Parallel Noise and Random Functions for OpenCL™ Kernels

Published: 10/02/2015  

Last Updated: 10/02/2015

Download Now

About the Sample

The Noise sample code associated with this paper includes an implementation of Perlin noise, which is useful for generating natural-looking textures, such as marble and clouds, for 3D graphics. A test that uses Perlin noise to generate a “cloud” image is included. (See the References section for more information on Perlin noise.) 2D and 3D versions are included, meaning that the functions take two or three inputs to generate a single Perlin noise output value.

The Noise sample also includes pseudo-random number generator (RNG) functions that yield fairly good results—sufficient that a generated image visually appears random. 1D, 2D, and 3D versions are included, again referring to the number of inputs to generate a single pseudo-random value.

Introduction and Motivation

Many applications require a degree of “randomness” — or actually, “pseudo-randomness.” That is, a series of values that would appear random or “noisy” to a human.

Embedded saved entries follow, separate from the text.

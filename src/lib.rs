#![doc = "Constituency boundary search public API"]
mod graph;
mod objective;
mod partition;
mod search;
mod types;

#[doc(inline)]
pub use types::{
    parse_county_list, AdjacencyList, AdjacencySource, InputDocument, InputUnit, ReferenceTable, RegionReference,
    UnitRecord,
};

#[doc(inline)]
pub use graph::{build_graph, build_graph_with, BuildOptions, GraphError, UnitGraph};

#[doc(inline)]
pub use partition::{flip, is_contiguous, Configuration, Flip, FlipError, UnitView};

#[doc(inline)]
pub use objective::{
    breakdown, continuity_term, county_boundary_term, reward, reward_with, ser, ser_by_population, ser_by_region,
    ser_term, vna, vna_by_population, vna_by_region, CompactnessMeasure, ReportError, RewardBreakdown, RewardWeights, SeatTarget,
};

#[doc(inline)]
pub use search::{evolve, SearchConfig, SearchError, SearchOutcome, Termination, TREE_DEPTH};
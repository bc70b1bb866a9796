use std::sync::Arc;

use ahash::AHashMap;
use smallvec::SmallVec;

/// Immutable-shape model of the base units and their adjacency.
///
/// Adjacency is stored in compressed sparse row format with neighbours sorted
/// by unit index. Regions and counties are interned to dense `u32` indices;
/// the per-unit attributes that never change during a search (population,
/// county, the assignment supplied at construction) live here and are shared
/// by every [`Configuration`](crate::Configuration) through an `Arc`.
#[derive(Debug)]
pub struct UnitGraph {
    pub(super) ids: Vec<Arc<str>>,
    pub(super) index: AHashMap<Arc<str>, usize>,
    pub(super) offsets: Vec<u32>,
    pub(super) edges: Vec<u32>,
    pub(super) populations: Vec<u64>,
    pub(super) counties: Vec<u32>,
    pub(super) county_names: Vec<Arc<str>>,
    pub(super) region_names: Vec<Arc<str>>,
    pub(super) region_index: AHashMap<Arc<str>, u32>,
    pub(super) home_counties: Vec<SmallVec<[u32; 2]>>, // indexed by region
    pub(super) seats: Vec<Option<u32>>,                // indexed by region
    pub(super) initial_regions: Vec<u32>,
    pub(super) total_population: u64,
}

impl UnitGraph {
    /// Number of units.
    #[inline] pub fn node_count(&self) -> usize { self.ids.len() }

    /// Number of directed adjacency entries (twice the number of undirected edges).
    #[inline] pub fn edge_count(&self) -> usize { self.edges.len() }

    /// Number of distinct regions known to the graph.
    #[inline] pub fn region_count(&self) -> usize { self.region_names.len() }

    /// Sum of population over all units.
    #[inline] pub fn total_population(&self) -> u64 { self.total_population }

    #[inline]
    fn range(&self, node: usize) -> std::ops::Range<usize> {
        self.offsets[node] as usize .. self.offsets[node + 1] as usize
    }

    /// Number of neighbours of a unit.
    #[inline] pub fn degree(&self, node: usize) -> usize { self.range(node).len() }

    /// Iterator over the neighbours of a unit, in increasing index order.
    #[inline]
    pub fn edges(&self, node: usize) -> impl Iterator<Item = usize> + '_ {
        self.range(node).map(move |v| self.edges[v] as usize)
    }

    /// True if `a` and `b` are adjacent (binary search over the sorted row).
    pub fn is_adjacent(&self, a: usize, b: usize) -> bool {
        self.edges[self.range(a)].binary_search(&(b as u32)).is_ok()
    }

    /// Look up the index of a unit by id in O(1).
    #[inline] pub fn unit_index(&self, id: &str) -> Option<usize> { self.index.get(id).copied() }

    /// Id of the unit at `node`.
    #[inline] pub fn unit_id(&self, node: usize) -> &str { &self.ids[node] }

    #[inline] pub fn population(&self, node: usize) -> u64 { self.populations[node] }

    /// County index of the unit at `node`.
    #[inline] pub fn county(&self, node: usize) -> u32 { self.counties[node] }

    #[inline] pub fn county_name(&self, county: u32) -> &str { &self.county_names[county as usize] }

    #[inline] pub fn region_name(&self, region: u32) -> &str { &self.region_names[region as usize] }

    /// Look up the index of a region by name.
    #[inline] pub fn region_index(&self, name: &str) -> Option<u32> { self.region_index.get(name).copied() }

    /// Interned home counties of a region.
    #[inline] pub fn home_counties(&self, region: u32) -> &[u32] { &self.home_counties[region as usize] }

    /// True if `county` is one of the nominal home counties of `region`.
    #[inline]
    pub fn is_home_county(&self, region: u32, county: u32) -> bool {
        self.home_counties[region as usize].contains(&county)
    }

    /// Current seat count of a region, when the reference table carries one.
    #[inline] pub fn seats(&self, region: u32) -> Option<u32> { self.seats[region as usize] }

    /// Region assignment supplied at construction.
    #[inline] pub fn initial_region(&self, node: usize) -> u32 { self.initial_regions[node] }

    #[inline] pub(crate) fn initial_regions(&self) -> &[u32] { &self.initial_regions }
}
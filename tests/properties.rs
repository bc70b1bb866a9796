// Invariants that must hold after any sequence of flips.
mod common;

use proptest::prelude::*;
use rand::{rngs::StdRng, SeedableRng};

use constituency_search::Configuration;

fn check_invariants(configuration: &Configuration) -> Result<(), TestCaseError> {
    let graph = configuration.graph();
    for node in 0..configuration.num_units() {
        for neighbor in graph.edges(node) {
            prop_assert!(graph.is_adjacent(neighbor, node), "asymmetric edge {node} -> {neighbor}");
        }
        prop_assert!(!configuration.neighbor_regions(node).contains(&configuration.region(node)));
        prop_assert_eq!(configuration.is_boundary(node), !configuration.neighbor_regions(node).is_empty());
        prop_assert!(configuration.change_count(node) <= 1);
    }
    let total = configuration.regions_present().map(|region| configuration.region_population(region)).sum::<u64>();
    prop_assert_eq!(total, graph.total_population());
    prop_assert_eq!(configuration.audit(), Ok(()));
    Ok(())
}

proptest! {
    #![proptest_config(ProptestConfig::with_cases(64))]

    #[test]
    fn flips_preserve_invariants(
        width in 3usize..8,
        height in 2usize..7,
        bands in 2usize..4,
        seed in any::<u64>(),
        flips in 1usize..40,
    ) {
        prop_assume!(bands <= width);
        let mut configuration = common::grid(width, height, bands);
        let mut rng = StdRng::seed_from_u64(seed);
        check_invariants(&configuration)?;

        for _ in 0..flips {
            if configuration.flip(&mut rng).is_err() {
                prop_assert_eq!(configuration.eligible_count(), 0);
                break
            }
            check_invariants(&configuration)?;
            // Bands start contiguous, so the scoped check agrees with the global one.
            prop_assert_eq!(configuration.is_contiguous(), configuration.is_globally_contiguous());
        }
    }

    #[test]
    fn flipped_units_never_flip_again(seed in any::<u64>(), flips in 1usize..30) {
        let mut configuration = common::grid(5, 5, 3);
        let mut rng = StdRng::seed_from_u64(seed);
        for _ in 0..flips {
            if configuration.flip(&mut rng).is_err() { break }
        }
        let mut units = configuration.history().iter().map(|flip| flip.unit).collect::<Vec<_>>();
        let count = units.len();
        units.sort_unstable();
        units.dedup();
        prop_assert_eq!(units.len(), count);
    }
}
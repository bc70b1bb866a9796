use std::fmt;

use serde::{Deserialize, Serialize};

use crate::objective::RewardWeights;

/// Parameters of a generational search.
///
/// Missing fields fall back to their defaults when deserialized, so a config
/// file only needs the values it changes.
#[derive(Clone, Debug, PartialEq, Serialize, Deserialize)]
#[serde(default)]
pub struct SearchConfig {
    /// Sequential flips applied to each offspring.
    pub flips_per_offspring: usize,
    /// Offspring produced from each parent.
    pub offspring_per_generation: usize,
    /// Offspring retained from each batch, by reward.
    pub survivors_per_generation: usize,
    /// Size of the best-so-far set returned by the search.
    pub keep: usize,
    /// Seed of the search's random stream.
    pub seed: u64,
    /// Build and score the offspring of each parent on the rayon pool.
    pub parallel: bool,
    /// Stop before the next batch once this many flips have been applied.
    pub max_flips: Option<u64>,
    /// Stop before the next batch once this much wall-clock time has elapsed.
    pub time_limit_secs: Option<f64>,
    pub weights: RewardWeights,
}

impl Default for SearchConfig {
    fn default() -> Self {
        Self {
            flips_per_offspring: 5,
            offspring_per_generation: 10,
            survivors_per_generation: 4,
            keep: 3,
            seed: 0,
            parallel: false,
            max_flips: None,
            time_limit_secs: None,
            weights: RewardWeights::default(),
        }
    }
}

impl SearchConfig {
    pub fn new(flips_per_offspring: usize, offspring_per_generation: usize, survivors_per_generation: usize) -> Self {
        Self { flips_per_offspring, offspring_per_generation, survivors_per_generation, ..Default::default() }
    }

    pub fn with_keep(mut self, keep: usize) -> Self { self.keep = keep; self }

    pub fn with_seed(mut self, seed: u64) -> Self { self.seed = seed; self }

    pub fn with_parallel(mut self, parallel: bool) -> Self { self.parallel = parallel; self }

    pub fn with_max_flips(mut self, max_flips: u64) -> Self { self.max_flips = Some(max_flips); self }

    pub fn with_time_limit(mut self, secs: f64) -> Self { self.time_limit_secs = Some(secs); self }

    pub fn with_weights(mut self, weights: RewardWeights) -> Self { self.weights = weights; self }

    /// Check the parameters for consistency.
    pub fn validate(&self) -> Result<(), SearchError> {
        let invalid = |message: String| Err(SearchError::InvalidConfig(message));

        if self.flips_per_offspring == 0 { return invalid("flips_per_offspring must be at least 1".into()) }
        if self.offspring_per_generation == 0 { return invalid("offspring_per_generation must be at least 1".into()) }
        if self.survivors_per_generation == 0 { return invalid("survivors_per_generation must be at least 1".into()) }
        if self.keep == 0 { return invalid("keep must be at least 1".into()) }
        if self.survivors_per_generation > self.offspring_per_generation {
            return invalid(format!(
                "survivors_per_generation ({}) exceeds offspring_per_generation ({})",
                self.survivors_per_generation, self.offspring_per_generation,
            ))
        }
        if let Some(secs) = self.time_limit_secs {
            if !(secs.is_finite() && secs > 0.0) { return invalid(format!("time_limit_secs must be positive, got {secs}")) }
        }
        self.weights.validate().map_err(SearchError::InvalidConfig)
    }
}

/// Errors raised before a search starts.
#[derive(Clone, Debug, PartialEq, Eq)]
pub enum SearchError {
    InvalidConfig(String),
}

impl fmt::Display for SearchError {
    fn fmt(&self, f: &mut fmt::Formatter<'_>) -> fmt::Result {
        match self {
            SearchError::InvalidConfig(message) => write!(f, "invalid search config: {message}"),
        }
    }
}

impl std::error::Error for SearchError {}

#[cfg(test)]
mod tests {
    use super::{SearchConfig, SearchError};

    #[test]
    fn defaults_are_valid() {
        let config = SearchConfig::default();
        assert_eq!(config.flips_per_offspring, 5);
        assert_eq!(config.offspring_per_generation, 10);
        assert_eq!(config.survivors_per_generation, 4);
        assert_eq!(config.keep, 3);
        assert!(config.validate().is_ok());
    }

    #[test]
    fn validate_rejects_zero_counts() {
        assert!(SearchConfig::new(0, 4, 2).validate().is_err());
        assert!(SearchConfig::new(1, 0, 0).validate().is_err());
        assert!(SearchConfig::new(1, 4, 0).validate().is_err());
        assert!(SearchConfig::new(1, 4, 2).with_keep(0).validate().is_err());
    }

    #[test]
    fn validate_rejects_more_survivors_than_offspring() {
        let err = SearchConfig::new(1, 2, 3).validate().unwrap_err();
        assert_eq!(err, SearchError::InvalidConfig(
            "survivors_per_generation (3) exceeds offspring_per_generation (2)".into(),
        ));
    }

    #[test]
    fn validate_rejects_bad_time_limit() {
        assert!(SearchConfig::default().with_time_limit(0.0).validate().is_err());
        assert!(SearchConfig::default().with_time_limit(f64::NAN).validate().is_err());
    }

    #[test]
    fn partial_json_fills_defaults() {
        let config: SearchConfig = serde_json::from_str(
            r#"{ "seed": 42, "keep": 1, "weights": { "a_ser": 2.0 } }"#,
        ).unwrap();
        assert_eq!(config.seed, 42);
        assert_eq!(config.keep, 1);
        assert_eq!(config.flips_per_offspring, 5);
        assert_eq!(config.weights.a_ser, 2.0);
        assert_eq!(config.weights.national_ratio, 29_800.0);
    }
}
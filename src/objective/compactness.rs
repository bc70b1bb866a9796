use crate::partition::Configuration;

/// A per-region compactness score that [`reward_with`](super::reward_with) can add to the reward.
///
/// Scores are summed over the regions present and scaled by `a_compact`.
pub trait CompactnessMeasure {
    fn region_score(&self, configuration: &Configuration, region: u32) -> f64;
}

impl<F> CompactnessMeasure for F
where
    F: Fn(&Configuration, u32) -> f64,
{
    fn region_score(&self, configuration: &Configuration, region: u32) -> f64 {
        self(configuration, region)
    }
}
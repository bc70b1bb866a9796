use crate::partition::Configuration;

/// The `capacity` best `(configuration, reward)` pairs seen so far, sorted by
/// descending reward. Among equal rewards, earlier entries come first.
#[derive(Clone, Debug)]
pub(crate) struct BestSet {
    capacity: usize,
    entries: Vec<(Configuration, f64)>,
}

impl BestSet {
    pub(crate) fn new(capacity: usize) -> Self {
        Self { capacity, entries: Vec::with_capacity(capacity) }
    }

    #[cfg(test)]
    #[inline] pub(crate) fn len(&self) -> usize { self.entries.len() }

    /// Highest reward tracked so far.
    #[inline] pub(crate) fn best(&self) -> Option<f64> { self.entries.first().map(|&(_, reward)| reward) }

    /// Lowest reward tracked so far.
    #[inline] pub(crate) fn worst(&self) -> Option<f64> { self.entries.last().map(|&(_, reward)| reward) }

    /// Offer a candidate. Until the set is full every candidate is taken; after
    /// that a candidate replaces the worst entry only if its reward is strictly greater.
    /// Returns whether the candidate was taken.
    pub(crate) fn offer(&mut self, configuration: &Configuration, reward: f64) -> bool {
        if self.capacity == 0 { return false }
        if self.entries.len() == self.capacity {
            match self.worst() {
                Some(worst) if reward > worst => { self.entries.pop(); }
                _ => return false,
            }
        }
        let at = self.entries.partition_point(|&(_, tracked)| tracked >= reward);
        self.entries.insert(at, (configuration.clone(), reward));
        true
    }

    pub(crate) fn into_vec(self) -> Vec<(Configuration, f64)> { self.entries }
}

#[cfg(test)]
mod tests {
    use super::BestSet;
    use crate::{build_graph, AdjacencyList, Configuration, ReferenceTable, RegionReference, UnitRecord};

    fn make_configuration() -> Configuration {
        let units = vec![UnitRecord::new("a", "R1", "X", 1), UnitRecord::new("b", "R2", "X", 1)];
        let adjacency = AdjacencyList::from_edges(["a", "b"], [("a", "b")]);
        let reference = [RegionReference::new("R1", ["X"]), RegionReference::new("R2", ["X"])]
            .into_iter().collect::<ReferenceTable>();
        Configuration::new(build_graph(&units, &adjacency, &reference).unwrap())
    }

    fn rewards(set: &BestSet) -> Vec<f64> {
        set.clone().into_vec().into_iter().map(|(_, reward)| reward).collect()
    }

    #[test]
    fn fills_then_replaces_the_worst() {
        let configuration = make_configuration();
        let mut set = BestSet::new(3);
        for reward in [2.0, 5.0, 1.0] { assert!(set.offer(&configuration, reward)) }
        assert_eq!(rewards(&set), vec![5.0, 2.0, 1.0]);

        // Better than the worst but not the best still gets in.
        assert!(set.offer(&configuration, 3.0));
        assert_eq!(rewards(&set), vec![5.0, 3.0, 2.0]);
        assert!(!set.offer(&configuration, 0.5));
        assert_eq!(set.len(), 3);
        assert_eq!(set.best(), Some(5.0));
    }

    #[test]
    fn ties_keep_discovery_order() {
        let mut first = make_configuration();
        first.flip_to("a", "R2").unwrap();
        let second = make_configuration();
        let mut set = BestSet::new(1);

        assert!(set.offer(&first, 4.0));
        assert!(!set.offer(&second, 4.0));
        let kept = set.into_vec();
        assert_eq!(kept[0].0.history().len(), 1);
    }

    #[test]
    fn equal_rewards_insert_after_existing() {
        let mut flipped = make_configuration();
        flipped.flip_to("b", "R1").unwrap();
        let plain = make_configuration();
        let mut set = BestSet::new(3);

        set.offer(&plain, 2.0);
        set.offer(&flipped, 2.0);
        let kept = set.into_vec();
        assert!(kept[0].0.history().is_empty());
        assert_eq!(kept[1].0.history().len(), 1);
    }
}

However, for repeatability, applications also commonly require that the RNG be able to reliably generate exactly the same sequence of values, given the same input “seed” value or values.

Most RNG algorithms meet these requirements by making each generated value depend on the previous generated value, with the first value in the sequence generated directly from the seed value. That approach to RNG is problematic for highly parallel processing languages such as OpenCL. Forcing each of the many processing threads to wait on a single sequential RNG source would reduce or eliminate the parallelism of algorithms using it.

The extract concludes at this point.